Slowing Down in Costa Rica

I’m not one for New Year’s resolutions. But this past December, during my first-ever visit to Big Bend National Park, I began to take note of things like ice dripping off the freezing tips of trees, while just on the other side of the hill a cactus, seemingly ready to bloom, sunned itself—and was struck. I stared wide-eyed at the desert beauty that stretched out in every direction and made a pact with myself: 2019 was going to be my year of nature.

I haven’t always understood what’s so great about the great outdoors. Sure, I love a good afternoon on the greenbelt, and I’m never happier than when I’m in the ocean, riding one wave after another into a sandy shore. But out in West Texas, where cell phone service is spotty at best, in those gloriously relaxed days between Christmas and New Year’s where no email is pressing, I finally slowed down enough to catch a glimpse of what all the fuss is about.

That’s why, just a couple of months later in February, when I landed in San José alongside 18 fellow Flying Longhorns for our nine-day sailing journey, “Passage Through the Panama Canal and Costa Rica,” I made it a point to keep my eyes and ears open. The more I noticed, the more I might see.

And in Costa Rica there’s a whole lot to see. While the country has only around .03 percent of the world’s landmass, it’s one of the most biodiverse places in the world. Its national parks and wildlife refuges make up roughly 25 percent of the country, and in them you can find over 5 percent of all known plants and animal species.

Luckily for us, one of the very first stops on our itinerary was to Manuel Antonio National Park in Quepos. The tropical paradise is home to more than 100 species of mammals, almost 200 species of birds, plus various reptiles and amphibians, but as we started our trek down the shaded, dirt paths of the rainforest, I was focused on only one.

“I just really, really want to see a sloth,” I told anyone who would listen. I’ve always had a thing for the shaggy-coated, slow-moving weirdos. They seem to live a pretty sweet life, hanging upside down from tall trees with their cute smushed faces. Even learning from one of our onboard lecturers that their fur is home to hundreds of insects didn’t stop me from considering them as anything but adorable.

“We can’t ever guarantee wildlife,” our guide Isabel cautioned. But, she said, if there was a place for a sloth-sighting, Manuel Antonio was it. And sure enough, about a mile into our 4-mile walk, we came upon a crowd of visitors excitedly pointing up a tree. A sloth was hanging out, moving his fuzzy limbs so slowly you’d think the humid rainforest air was molasses.
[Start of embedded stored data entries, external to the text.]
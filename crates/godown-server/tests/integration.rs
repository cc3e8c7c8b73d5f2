use axum::http::StatusCode;
use godown_core::config::GodownConfig;
use godown_server::state::AppState;
use http_body_util::BodyExt;
use tower::ServiceExt;

// ---------------------------------------------------------------------------
// Helpers
// ---------------------------------------------------------------------------

fn app_state() -> AppState {
    AppState::new(GodownConfig::default())
}

fn router(state: &AppState) -> axum::Router {
    godown_server::build_router_with_state(state.clone())
}

/// Send a GET request via `oneshot` and return (status, parsed JSON body).
async fn get(app: axum::Router, uri: &str) -> (StatusCode, serde_json::Value) {
    let req = axum::http::Request::builder()
        .uri(uri)
        .body(axum::body::Body::empty())
        .unwrap();
    let response = app.oneshot(req).await.unwrap();
    let status = response.status();
    let body = response.into_body().collect().await.unwrap().to_bytes();
    let json: serde_json::Value = serde_json::from_slice(&body).unwrap_or(serde_json::Value::Null);
    (status, json)
}

/// Send a POST request with a JSON body via `oneshot` and return (status, parsed JSON body).
async fn post_json(
    app: axum::Router,
    uri: &str,
    body: serde_json::Value,
) -> (StatusCode, serde_json::Value) {
    let req = axum::http::Request::builder()
        .method("POST")
        .uri(uri)
        .header("content-type", "application/json")
        .body(axum::body::Body::from(serde_json::to_vec(&body).unwrap()))
        .unwrap();
    let response = app.oneshot(req).await.unwrap();
    let status = response.status();
    let body = response.into_body().collect().await.unwrap().to_bytes();
    let json: serde_json::Value = serde_json::from_slice(&body).unwrap_or(serde_json::Value::Null);
    (status, json)
}

async fn chat(state: &AppState, user: &str, message: &str) -> serde_json::Value {
    let (status, json) = post_json(
        router(state),
        "/api/chat",
        serde_json::json!({ "message": message, "user_id": user }),
    )
    .await;
    assert_eq!(status, StatusCode::OK, "chat failed: {json}");
    json
}

// ---------------------------------------------------------------------------
// Tests
// ---------------------------------------------------------------------------

#[tokio::test]
async fn health_returns_ok() {
    let state = app_state();
    let (status, json) = get(router(&state), "/api/health").await;
    assert_eq!(status, StatusCode::OK);
    assert_eq!(json["status"], "ok");
}

#[tokio::test]
async fn chat_requires_user_id() {
    let state = app_state();
    let (status, _) = post_json(
        router(&state),
        "/api/chat",
        serde_json::json!({ "message": "hello", "user_id": "" }),
    )
    .await;
    assert_eq!(status, StatusCode::BAD_REQUEST);
}

#[tokio::test]
async fn chat_general_message_passes_through() {
    let state = app_state();
    let json = chat(&state, "u1", "namaste!").await;
    assert_eq!(json["intent"], "general");
    assert_eq!(json["confidence"], "low");
    assert_eq!(json["success"], true);
    assert!(json.get("reply").is_none() || json["reply"].is_null());
}

#[tokio::test]
async fn chat_consent_flow_creates_warehouse_and_lot() {
    let state = app_state();

    let json = chat(&state, "u1", "add a warehouse called Central in Nashik").await;
    assert_eq!(json["intent"], "add_warehouse");
    assert_eq!(json["requires_consent"], true);

    let json = chat(&state, "u1", "yes").await;
    assert_eq!(json["intent"], "confirm_action");
    assert_eq!(json["success"], true);

    let json = chat(&state, "u1", "Add 200 quintals of Onion").await;
    assert_eq!(json["intent"], "add_lot");
    assert_eq!(json["requires_consent"], true);
    let prompt = json["reply"].as_str().unwrap();
    assert!(prompt.contains("Onion") && prompt.contains("200"), "{prompt}");

    let json = chat(&state, "u1", "yes").await;
    assert_eq!(json["success"], true);
    let reply = json["reply"].as_str().unwrap();
    assert!(reply.contains("LOT-"), "{reply}");

    // The lot is visible through the direct persistence route.
    let (status, lots) = get(router(&state), "/api/lots?user_id=u1").await;
    assert_eq!(status, StatusCode::OK);
    let lots = lots.as_array().unwrap();
    assert_eq!(lots.len(), 1);
    assert_eq!(lots[0]["crop"], "Onion");
    assert_eq!(lots[0]["quantity_quintals"], 200.0);

    // And the facility's used capacity moved.
    let (_, facilities) = get(router(&state), "/api/facilities?user_id=u1").await;
    assert_eq!(facilities[0]["used_capacity_quintals"], 200.0);
}

#[tokio::test]
async fn chat_second_confirm_finds_nothing_pending() {
    let state = app_state();
    chat(&state, "u1", "add a warehouse called Central").await;
    let first = chat(&state, "u1", "yes").await;
    assert_eq!(first["success"], true);
    let second = chat(&state, "u1", "yes").await;
    assert_eq!(second["success"], false);
}

#[tokio::test]
async fn chat_view_summary_for_new_user_suggests_onboarding() {
    let state = app_state();
    let json = chat(&state, "fresh-user", "give me a summary").await;
    assert_eq!(json["intent"], "view_summary");
    assert_eq!(json["success"], true);
    let context = json["context"].as_str().unwrap();
    assert!(context.contains("add a warehouse"), "{context}");
}

#[tokio::test]
async fn create_and_list_facilities_directly() {
    let state = app_state();
    let (status, created) = post_json(
        router(&state),
        "/api/facilities",
        serde_json::json!({
            "user_id": "u1",
            "name": "North Shed",
            "kind": "cold",
            "city": "Pune",
            "capacity_quintals": 800.0
        }),
    )
    .await;
    assert_eq!(status, StatusCode::OK);
    assert_eq!(created["name"], "North Shed");
    assert_eq!(created["kind"], "cold");

    let (status, list) = get(router(&state), "/api/facilities?user_id=u1").await;
    assert_eq!(status, StatusCode::OK);
    let list = list.as_array().unwrap();
    assert_eq!(list.len(), 1);
    assert_eq!(list[0]["city"], "Pune");
    assert_eq!(list[0]["capacity_quintals"], 800.0);
}

#[tokio::test]
async fn create_facility_rejects_unknown_kind() {
    let state = app_state();
    let (status, _) = post_json(
        router(&state),
        "/api/facilities",
        serde_json::json!({
            "user_id": "u1",
            "name": "Weird",
            "kind": "underwater"
        }),
    )
    .await;
    assert_eq!(status, StatusCode::BAD_REQUEST);
}

#[tokio::test]
async fn create_facility_applies_defaults() {
    let state = app_state();
    let (status, created) = post_json(
        router(&state),
        "/api/facilities",
        serde_json::json!({ "user_id": "u1", "name": "Plain" }),
    )
    .await;
    assert_eq!(status, StatusCode::OK);
    assert_eq!(created["kind"], "dry");
    assert_eq!(created["capacity_quintals"], 500.0);
    assert_eq!(created["city"], "Unknown");
}

#[tokio::test]
async fn summary_route_aggregates() {
    let state = app_state();
    chat(&state, "u1", "add a warehouse called Central in Nashik").await;
    chat(&state, "u1", "yes").await;
    chat(&state, "u1", "add 50 quintals of wheat").await;
    chat(&state, "u1", "yes").await;

    let (status, json) = get(router(&state), "/api/summary?user_id=u1").await;
    assert_eq!(status, StatusCode::OK);
    assert_eq!(json["facility_count"], 1);
    assert_eq!(json["lot_count"], 1);
    assert_eq!(json["used_capacity_quintals"], 50.0);
    assert_eq!(json["unresolved_alerts"], 0);
}

#[tokio::test]
async fn alerts_route_empty_for_new_user() {
    let state = app_state();
    let (status, json) = get(router(&state), "/api/alerts?user_id=u1").await;
    assert_eq!(status, StatusCode::OK);
    assert!(json.as_array().unwrap().is_empty());
}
I was juggling my binoculars and phone, trying to snap a picture, when Isabel tapped me on the shoulder. Directly behind me, a gang of lanky monkeys were leaping from tree to tree so gracefully, it looked as if they were flying. “Squirrel monkeys!” she told me with a grin. As the crowd continued to ogle the sloth, I walked the opposite way, my eyes glued to the trees behind them, and watched as the cutest pack of acrobats I’ve ever seen sped by us and out of sight. Later, Isabel told us that spotting the squirrel monkeys was a rare, once-in-every-five years kind of treat. Had we not stopped to notice the sloth, we never would have noticed them.

The next day, our ship anchored off the Costa Rican coast and we rode zodiacs up onto a sloped, quiet beach. After walking a few sandy feet up out of the water, we arrived at Casa Orquidea, and started down a ridiculously lush and landscaped path, blooming on all sides with bromeliads, cycads, ginger plants, fruit trees, and more. A botanical garden founded almost 40 years ago by American expats Ron and Trudy MacAllister—who live on the property (and entirely off the grid)—the flora and fauna paradise has over 100 species of orchids. As a naturalist guided us through the garden, I found myself wandering off the path, peeking under tents of gigantic green leaves to revel in the dappled morning light, or to catch a hummingbird happily flying by behind us.
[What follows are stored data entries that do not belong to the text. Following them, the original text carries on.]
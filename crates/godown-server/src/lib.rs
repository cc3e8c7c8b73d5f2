pub mod error;
pub mod routes;
pub mod state;

use axum::routing::{get, post};
use axum::Router;
use godown_core::config::GodownConfig;
use tower_http::cors::{Any, CorsLayer};

/// Build the axum Router with all API routes and middleware.
/// Used by `serve()` and available for integration testing.
pub fn build_router(config: GodownConfig) -> Router {
    let app_state = state::AppState::new(config);
    build_router_with_state(app_state)
}

pub fn build_router_with_state(app_state: state::AppState) -> Router {
    let cors = CorsLayer::new()
        .allow_origin(Any)
        .allow_methods(Any)
        .allow_headers(Any);

    Router::new()
        .route("/api/health", get(health))
        // Chat — the conversational decision pipeline
        .route("/api/chat", post(routes::chat::chat))
        // Direct persistence access
        .route("/api/facilities", get(routes::facilities::list_facilities))
        .route("/api/facilities", post(routes::facilities::create_facility))
        .route("/api/lots", get(routes::lots::list_lots))
        .route("/api/alerts", get(routes::alerts::list_alerts))
        .route("/api/summary", get(routes::summary::get_summary))
        .layer(cors)
        .with_state(app_state)
}

async fn health() -> axum::Json<serde_json::Value> {
    axum::Json(serde_json::json!({ "status": "ok" }))
}

/// Start the godown API server.
pub async fn serve(config: GodownConfig, port: u16) -> anyhow::Result<()> {
    let router = build_router(config);
    let addr = std::net::SocketAddr::from(([0, 0, 0, 0], port));
    let listener = tokio::net::TcpListener::bind(addr).await?;
    tracing::info!("godown server listening on http://{addr}");
    axum::serve(listener, router).await?;
    Ok(())
}
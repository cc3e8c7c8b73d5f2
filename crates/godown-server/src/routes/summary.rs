use axum::extract::{Query, State};
use axum::Json;

use crate::error::AppError;
use crate::routes::facilities::OwnerParams;
use crate::state::AppState;
use godown_core::store::{AlertStore, FacilityStore, LotFilter, LotStore};

/// GET /api/summary?user_id=<id> — aggregate counts across the account.
pub async fn get_summary(
    State(app): State<AppState>,
    Query(params): Query<OwnerParams>,
) -> Result<Json<serde_json::Value>, AppError> {
    let facilities = app.store.find_by_owner(&params.user_id).await?;
    let ids: Vec<String> = facilities.iter().map(|f| f.id.clone()).collect();
    let lots = app.store.find_by_facilities(&ids, &LotFilter::default()).await?;
    let alert_count = app.store.count_unresolved(&ids).await?;

    let total_capacity: f64 = facilities.iter().map(|f| f.capacity_quintals).sum();
    let used_capacity: f64 = facilities.iter().map(|f| f.used_capacity_quintals).sum();
    let degraded = lots.iter().filter(|l| l.condition.is_degraded()).count();

    Ok(Json(serde_json::json!({
        "facility_count": facilities.len(),
        "total_capacity_quintals": total_capacity,
        "used_capacity_quintals": used_capacity,
        "free_capacity_quintals": (total_capacity - used_capacity).max(0.0),
        "lot_count": lots.len(),
        "lots_good": lots.len() - degraded,
        "lots_at_risk_or_spoiled": degraded,
        "unresolved_alerts": alert_count,
    })))
}
use thiserror::Error;

#[derive(Debug, Error)]
pub enum GodownError {
    #[error("facility not found: {0}")]
    FacilityNotFound(String),

    #[error("lot not found: {0}")]
    LotNotFound(String),

    #[error("no facilities registered for user: {0}")]
    NoFacilities(String),

    #[error("unknown crop: {0}")]
    UnknownCrop(String),

    #[error("invalid capacity: {0}")]
    InvalidCapacity(f64),

    #[error("store error: {0}")]
    Store(String),

    #[error("weather lookup failed for '{city}': {reason}")]
    Weather { city: String, reason: String },

    #[error(transparent)]
    Io(#[from] std::io::Error),

    #[error(transparent)]
    Yaml(#[from] serde_yaml::Error),

    #[error(transparent)]
    Json(#[from] serde_json::Error),
}

pub type Result<T> = std::result::Result<T, GodownError>;
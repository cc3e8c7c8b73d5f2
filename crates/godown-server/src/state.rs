use godown_core::chat::ChatPipeline;
use godown_core::conditions::DefaultEstimator;
use godown_core::config::GodownConfig;
use godown_core::context::ContextBuilder;
use godown_core::memstore::MemoryStore;
use godown_core::orchestrator::ConsentOrchestrator;
use godown_core::pending::MemoryPendingStore;
use godown_core::weather::{HttpWeather, StaticWeather, WeatherProvider};
use std::sync::Arc;

/// Shared application state passed to all route handlers.
#[derive(Clone)]
pub struct AppState {
    pub pipeline: Arc<ChatPipeline>,
    pub store: Arc<MemoryStore>,
    pub config: GodownConfig,
}

impl AppState {
    /// Wire the pipeline against the in-memory backend. The weather provider
    /// is HTTP when the config names a gateway, static otherwise.
    pub fn new(config: GodownConfig) -> Self {
        let store = Arc::new(MemoryStore::new());
        let pending = Arc::new(MemoryPendingStore::new(config.pending_ttl()));
        let weather: Arc<dyn WeatherProvider> = match &config.weather.base_url {
            Some(base_url) => Arc::new(HttpWeather::new(base_url.clone())),
            None => Arc::new(StaticWeather),
        };

        let orchestrator = ConsentOrchestrator::new(
            store.clone(),
            store.clone(),
            store.clone(),
            pending,
            config.clone(),
        );
        let context = ContextBuilder::new(
            store.clone(),
            store.clone(),
            store.clone(),
            weather,
            Arc::new(DefaultEstimator),
            config.clone(),
        );

        Self {
            pipeline: Arc::new(ChatPipeline::new(orchestrator, context)),
            store,
            config,
        }
    }
}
That afternoon we set sail toward Panama City, and I leaned up against the railing, staring at the depths of the blue water below us and thinking about nothing in particular. As I studied all the colors—the whitecaps, tinted teal, crashing into the patches of deep dark blues—I saw a dark, textured green that seemed out of place. As it bobbed along amid the cool-colored palate, I squinted at what looked like a long oval protruding from its right side, moving in a circular motion. On its left side, the same. Slowly and delightedly, I realized I was staring down at an enormous sea turtle, and raised my glass of sauvignon blanc to him in salute. I could get used to this slowed-down life of admiring the natural world.